Lohmander L S, McKeith D, Svensson O, Malmenäs M, Bolin L, Kalla A, Genti G, Szechinski J, Ramos-Remus C
Department of Orthopaedics, Lund University, SE-221 85 Lund, Sweden.
Ann Rheum Dis. 2005 Mar;64(3):449-56. doi: 10.1136/ard.2004.023572. Epub 2004 Sep 2.
To evaluate the gastrointestinal safety and efficacy of the COX inhibiting nitric oxide donator AZD3582 in patients with hip or knee osteoarthritis.

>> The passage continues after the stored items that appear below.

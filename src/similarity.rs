//! # Spectral similarity
//!
//! Cosine similarity between two nominal-mass spectra. Each spectrum is laid
//! out as a dense intensity vector indexed by m/z from 0 to the largest m/z
//! present in either spectrum; missing masses have zero intensity. If the same
//! mass occurs twice in a spectrum, the later peak wins.

use crate::compound::{max_mz, Peak};

/// Cosine similarity of two peak lists, in `[0, 1]` for non-negative intensities.
///
/// Returns `None` when either list is empty (the spectra are incomparable).
/// An all-zero intensity vector yields `Some(0.0)`.
pub fn similarity(a: &[Peak], b: &[Peak]) -> Option<f64> {
    let len = max_mz(a)?.max(max_mz(b)?) as usize + 1;
    let va = dense_vector(a, len);
    let vb = dense_vector(b, len);
    Some(cosine_similarity(&va, &vb))
}

/// Similarity with incomparable spectra scored as 0.
pub fn similarity_or_zero(a: &[Peak], b: &[Peak]) -> f64 {
    similarity(a, b).unwrap_or(0.0)
}

/// Lay out a peak list as a dense vector of length `len`.
fn dense_vector(peaks: &[Peak], len: usize) -> Vec<f64> {
    let mut vector = vec![0.0; len];
    for peak in peaks {
        vector[peak.mz as usize] = peak.intensity;
    }
    vector
}

/// Cosine similarity of two equal-length vectors; 0 if either has zero norm.
///
/// Each vector is scaled by its largest magnitude first, so finite inputs
/// of any size cannot overflow the dot product.
pub fn cosine_similarity(v1: &[f64], v2: &[f64]) -> f64 {
    if v1.len() != v2.len() {
        return 0.0;
    }
    let scale1 = max_abs(v1);
    let scale2 = max_abs(v2);
    if scale1 == 0.0 || scale2 == 0.0 || !scale1.is_finite() || !scale2.is_finite() {
        return 0.0;
    }

    let mut dot = 0.0;
    let mut norm1 = 0.0;
    let mut norm2 = 0.0;
    for (x, y) in v1.iter().zip(v2) {
        let (x, y) = (x / scale1, y / scale2);
        dot += x * y;
        norm1 += x * x;
        norm2 += y * y;
    }
    dot / (norm1.sqrt() * norm2.sqrt())
}

fn max_abs(values: &[f64]) -> f64 {
    values.iter().fold(0.0, |max, v| max.max(v.abs()))
}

970 patients were randomised (7:7:2) to AZD3582 750 mg twice daily, naproxen 500 mg twice daily, or placebo twice daily in a double blind study. The primary end point was the six week incidence of endoscopic gastroduodenal ulcers (diameter > or =3 mm). Overall damage measured on the Lanza scale was a secondary end point. Safety and tolerability assessments included endoscopic upper gastrointestinal erosions and the gastrointestinal symptom rating scale (GSRS). Efficacy was primarily assessed by WOMAC.

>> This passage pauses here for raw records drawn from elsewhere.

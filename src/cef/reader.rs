//! Streaming CEF reader built on quick-xml.

use std::fs::File;
use std::io::{BufRead, BufReader};
use std::path::Path;

use log::{debug, warn};
use quick_xml::encoding::Decoder;
use quick_xml::events::{BytesStart, Event};
use quick_xml::Reader;

use super::CefError;
use crate::compound::{CompoundRecord, Peak, MAX_NOMINAL_MZ};

/// Pull-based reader yielding one [`CompoundRecord`] per `Compound` element.
pub struct CefReader<R: BufRead> {
    reader: Reader<R>,
    source_file: String,
    compound_index: usize,
    depth: usize,
    seen_root: bool,
    finished: bool,
}

impl CefReader<BufReader<File>> {
    /// Open a CEF file. Records are tagged with the file's base name.
    pub fn open<P: AsRef<Path>>(path: P) -> Result<Self, CefError> {
        let path = path.as_ref();
        let file = File::open(path)?;
        let source_file = path
            .file_name()
            .map(|name| name.to_string_lossy().into_owned())
            .unwrap_or_default();
        Ok(Self::new(BufReader::new(file), source_file))
    }
}

impl<R: BufRead> CefReader<R> {
    /// Create a reader over any buffered source
    pub fn new(reader: R, source_file: impl Into<String>) -> Self {
        let mut xml_reader = Reader::from_reader(reader);
        xml_reader.config_mut().trim_text(true);

        Self {
            reader: xml_reader,
            source_file: source_file.into(),
            compound_index: 0,
            depth: 0,
            seen_root: false,
            finished: false,
        }
    }

    /// Name attached to records as their provenance
    pub fn source_file(&self) -> &str {
        &self.source_file
    }

    /// Read the next compound.
    ///
    /// A [`CefError::MalformedRecord`] only concerns the compound just read and
    /// the reader can be called again; any other error is terminal.
    pub fn next_compound(&mut self) -> Result<Option<CompoundRecord>, CefError> {
        if self.finished {
            return Ok(None);
        }

        let mut buf = Vec::new();
        loop {
            buf.clear();
            let event = match self.reader.read_event_into(&mut buf) {
                Ok(event) => event,
                Err(e) => {
                    self.finished = true;
                    return Err(CefError::XmlError(e));
                }
            };
            match event {
                Event::Start(e) => {
                    self.depth += 1;
                    self.seen_root = true;
                    if e.local_name().as_ref() == b"Compound" {
                        return self.read_compound(false).map(Some);
                    }
                }
                Event::Empty(e) => {
                    self.seen_root = true;
                    if e.local_name().as_ref() == b"Compound" {
                        return self.read_compound(true).map(Some);
                    }
                }
                Event::End(_) => {
                    self.depth = self.depth.saturating_sub(1);
                }
                Event::Eof => {
                    self.finished = true;
                    if !self.seen_root {
                        return Err(CefError::UnreadableSource(
                            "document has no root element".to_string(),
                        ));
                    }
                    if self.depth != 0 {
                        return Err(CefError::UnreadableSource(
                            "unexpected end of document".to_string(),
                        ));
                    }
                    return Ok(None);
                }
                _ => {}
            }
        }
    }

    /// Consume one `Compound` element whose start tag was just read.
    fn read_compound(&mut self, empty: bool) -> Result<CompoundRecord, CefError> {
        let index = self.compound_index;
        self.compound_index += 1;

        let decoder = self.reader.decoder();
        let mut draft = CompoundDraft::default();
        if !empty {
            let mut depth = 1;
            let mut buf = Vec::new();
            loop {
                buf.clear();
                let event = match self.reader.read_event_into(&mut buf) {
                    Ok(event) => event,
                    Err(e) => {
                        self.finished = true;
                        return Err(CefError::XmlError(e));
                    }
                };
                let step = match event {
                    Event::Start(e) => {
                        depth += 1;
                        let step = draft.open(&e, depth, false, decoder);
                        draft.stack.push(e.local_name().as_ref().to_vec());
                        step
                    }
                    Event::Empty(e) => draft.open(&e, depth + 1, true, decoder),
                    Event::End(_) => {
                        if depth == 1 {
                            break;
                        }
                        draft.close(depth);
                        depth -= 1;
                        Ok(())
                    }
                    Event::Eof => Err(CefError::UnreadableSource(format!(
                        "unexpected end of document inside compound #{index}"
                    ))),
                    _ => Ok(()),
                };
                if let Err(e) = step {
                    self.finished = true;
                    return Err(e);
                }
            }
            self.depth = self.depth.saturating_sub(1);
        }

        draft.finish(index, &self.source_file)
    }
}

impl<R: BufRead> Iterator for CefReader<R> {
    type Item = Result<CompoundRecord, CefError>;

    fn next(&mut self) -> Option<Self::Item> {
        match self.next_compound() {
            Ok(Some(record)) => Some(Ok(record)),
            Ok(None) => None,
            Err(e) => Some(Err(e)),
        }
    }
}

/// Everything read from one CEF file
#[derive(Debug)]
pub struct CefFile {
    /// Base name of the file
    pub source_file: String,
    /// Well-formed compounds in document order
    pub records: Vec<CompoundRecord>,
    /// Compounds that were skipped, as [`CefError::MalformedRecord`] values
    pub malformed: Vec<CefError>,
}

/// Read a whole CEF file, separating usable compounds from malformed ones.
///
/// Fails only when the file itself cannot be read or is not well-formed XML;
/// in that case none of its compounds are returned.
pub fn read_cef_file<P: AsRef<Path>>(path: P) -> Result<CefFile, CefError> {
    let mut reader = CefReader::open(path.as_ref())?;
    let mut records = Vec::new();
    let mut malformed = Vec::new();

    while !reader.finished {
        match reader.next_compound() {
            Ok(Some(record)) => records.push(record),
            Ok(None) => break,
            Err(e) if e.is_fatal() => return Err(e),
            Err(e) => {
                warn!("{}: skipping {}", reader.source_file(), e);
                malformed.push(e);
            }
        }
    }

    debug!(
        "{}: {} compounds read, {} skipped",
        reader.source_file(),
        records.len(),
        malformed.len()
    );

    Ok(CefFile {
        source_file: reader.source_file,
        records,
        malformed,
    })
}

/// Tracks a "first matching element" capture within a compound.
#[derive(Debug, Default, Clone, Copy, PartialEq, Eq)]
enum Capture {
    #[default]
    Pending,
    Open(usize),
    Done,
}

impl Capture {
    /// Claim this element if nothing was captured yet.
    fn begin(&mut self, depth: usize, empty: bool) -> bool {
        if *self != Capture::Pending {
            return false;
        }
        *self = if empty { Capture::Done } else { Capture::Open(depth) };
        true
    }

    fn close(&mut self, depth: usize) {
        if *self == Capture::Open(depth) {
            *self = Capture::Done;
        }
    }

    fn is_open(&self) -> bool {
        matches!(self, Capture::Open(_))
    }
}

/// Values collected while walking one `Compound` subtree.
#[derive(Debug, Default)]
struct CompoundDraft {
    stack: Vec<Vec<u8>>,
    location: Capture,
    molecule: Capture,
    database: Capture,
    accession_seen: bool,
    spectrum: Capture,
    ms_peaks: Capture,
    chemical_name: Option<String>,
    formula: Option<String>,
    cas_number: Option<String>,
    retention_time: Option<f64>,
    retention_index: f64,
    max_area: f64,
    peaks: Vec<Peak>,
    problem: Option<String>,
}

impl CompoundDraft {
    /// Handle a start or empty tag at `depth` (the compound itself is depth 1).
    ///
    /// Invalid values are remembered as the compound's problem; only XML-level
    /// failures are returned.
    fn open(&mut self, e: &BytesStart, depth: usize, empty: bool, decoder: Decoder) -> Result<(), CefError> {
        match e.local_name().as_ref() {
            b"Location" => {
                if self.location.begin(depth, empty) {
                    self.read_location(e, decoder)?;
                }
            }
            b"Molecule" => {
                if self.in_results() && self.molecule.begin(depth, empty) {
                    self.chemical_name = get_attribute(e, "name", decoder)?;
                    self.formula = get_attribute(e, "formula", decoder)?;
                }
            }
            b"Database" => {
                if self.molecule.is_open() {
                    self.database.begin(depth, empty);
                }
            }
            b"Accession" => {
                if self.database.is_open() && !self.accession_seen {
                    self.accession_seen = true;
                    self.cas_number = get_attribute(e, "id", decoder)?;
                }
            }
            b"Spectrum" => {
                self.spectrum.begin(depth, empty);
            }
            b"MSPeaks" => {
                if self.spectrum.is_open() {
                    self.ms_peaks.begin(depth, empty);
                }
            }
            b"p" => {
                if self.ms_peaks.is_open() {
                    self.read_peak(e, decoder)?;
                }
            }
            _ => {}
        }
        Ok(())
    }

    fn close(&mut self, depth: usize) {
        self.stack.pop();
        for capture in [
            &mut self.location,
            &mut self.molecule,
            &mut self.database,
            &mut self.spectrum,
            &mut self.ms_peaks,
        ] {
            capture.close(depth);
        }
    }

    fn in_results(&self) -> bool {
        self.stack.iter().any(|name| name.as_slice() == b"Results")
    }

    fn read_location(&mut self, e: &BytesStart, decoder: Decoder) -> Result<(), CefError> {
        match get_attribute(e, "rt", decoder)? {
            Some(value) => match parse_number(&value, "rt") {
                Ok(rt) if rt < 0.0 => self.fail(format!("negative retention time {rt}")),
                Ok(rt) => self.retention_time = Some(rt),
                Err(reason) => self.fail(reason),
            },
            None => self.fail("Location has no rt attribute"),
        }

        if let Some(value) = get_attribute(e, "ri", decoder)? {
            match parse_number(&value, "ri") {
                Ok(ri) => self.retention_index = ri,
                Err(reason) => self.fail(reason),
            }
        }

        if let Some(value) = get_attribute(e, "a", decoder)? {
            match parse_number(&value, "a") {
                Ok(area) => self.max_area = area,
                Err(reason) => self.fail(reason),
            }
        }
        Ok(())
    }

    fn read_peak(&mut self, e: &BytesStart, decoder: Decoder) -> Result<(), CefError> {
        let x = get_attribute(e, "x", decoder)?;
        let y = get_attribute(e, "y", decoder)?;
        let (Some(x), Some(y)) = (x, y) else {
            self.fail("peak without x or y attribute");
            return Ok(());
        };

        let mz = match parse_number(&x, "x") {
            Ok(mz) => mz.round_ties_even(),
            Err(reason) => {
                self.fail(reason);
                return Ok(());
            }
        };
        if mz < 0.0 || mz > MAX_NOMINAL_MZ as f64 {
            self.fail(format!("m/z {x} out of range 0..={MAX_NOMINAL_MZ}"));
            return Ok(());
        }

        match parse_number(&y, "y") {
            Ok(intensity) if intensity < 0.0 => self.fail(format!("negative intensity {intensity}")),
            Ok(intensity) => self.peaks.push(Peak::new(mz as u32, intensity)),
            Err(reason) => self.fail(reason),
        }
        Ok(())
    }

    fn fail(&mut self, reason: impl Into<String>) {
        if self.problem.is_none() {
            self.problem = Some(reason.into());
        }
    }

    fn finish(self, index: usize, source_file: &str) -> Result<CompoundRecord, CefError> {
        if let Some(reason) = self.problem {
            return Err(CefError::malformed(index, reason));
        }
        let Some(retention_time) = self.retention_time else {
            return Err(CefError::malformed(index, "missing retention time"));
        };
        if self.peaks.is_empty() {
            return Err(CefError::malformed(index, "no spectrum peaks"));
        }

        Ok(CompoundRecord {
            chemical_name: self.chemical_name,
            formula: self.formula,
            cas_number: self.cas_number,
            retention_time,
            retention_index: self.retention_index,
            max_area: self.max_area,
            peaks: self.peaks,
            source_file: source_file.to_string(),
        })
    }
}

/// Helper function to get an unescaped attribute value from a BytesStart
fn get_attribute(e: &BytesStart, name: &str, decoder: Decoder) -> Result<Option<String>, CefError> {
    match e.try_get_attribute(name)? {
        Some(attr) => Ok(Some(attr.decode_and_unescape_value(decoder)?.into_owned())),
        None => Ok(None),
    }
}

fn parse_number(value: &str, attribute: &str) -> Result<f64, String> {
    match value.trim().parse::<f64>() {
        Ok(v) if v.is_finite() => Ok(v),
        _ => Err(format!("invalid {attribute} value {value:?}")),
    }
}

The incidence of ulcers with AZD3582 was 9.7% and with naproxen 13.7% (p = 0.07, NS), v 0% on placebo. The incidence of Lanza scores >2 was higher with naproxen (43.7%) than with AZD3582 (32.2%) (p<0.001). Compared with baseline, significantly fewer ulcers and erosions developed in stomach and stomach/duodenum combined, and fewer erosions developed in stomach, duodenum, and both combined on AZD3582 than on naproxen. GSRS reflux and abdominal pain subscale scores were lower for AZD3582 than for naproxen but there was no difference for indigestion, constipation, and diarrhoea. AZD3582 was as effective as naproxen at improving WOMAC scores. Both agents were well tolerated, with no significant effects on blood pressure.
At doses with similar efficacy in relieving osteoarthritis symptoms, the primary end point of six week endoscopic gastroduodenal ulcer incidence was not significantly different between AZD3582 and naproxen. Most secondary endoscopic gastrointestinal end points favoured AZD3582.
评估COX抑制性一氧化氮供体AZD3582在髋或膝骨关节炎患者中的胃肠道安全性和疗效。
在一项双盲研究中,970例患者按7:7:2随机分为每日两次服用750 mg AZD3582组、每日两次服用500 mg萘普生组或每日两次服用安慰剂组。主要终点为内镜下胃十二指肠溃疡(直径≥3 mm)的六周发生率。Lanza量表测量的总体损伤为次要终点。安全性和耐受性评估包括内镜下上消化道糜烂和胃肠道症状评分量表(GSRS)。疗效主要通过WOMAC进行评估。
AZD3582组溃疡发生率为9.7%,萘普生组为13.7%(p = 0.07,无统计学意义),安慰剂组为0%。萘普生组Lanza评分>2的发生率(43.7%)高于AZD3582组(32.2%)(p<0.001)。与基线相比,AZD3582组胃及胃/十二指肠联合部位发生的溃疡和糜烂明显少于萘普生组,胃、十二指肠及两者联合部位发生的糜烂也少于萘普生组。AZD3582组的GSRS反流和腹痛子量表评分低于萘普生组,但消化不良、便秘和腹泻方面无差异。AZD3582在改善WOMAC评分方面与萘普生效果相当。两种药物耐受性均良好,对血压无显著影响。
在缓解骨关节炎症状疗效相似的剂量下,AZD3582和萘普生在六周内镜下胃十二指肠溃疡发生率这一主要终点上无显著差异。大多数次要内镜下胃肠道终点指标更有利于AZD3582。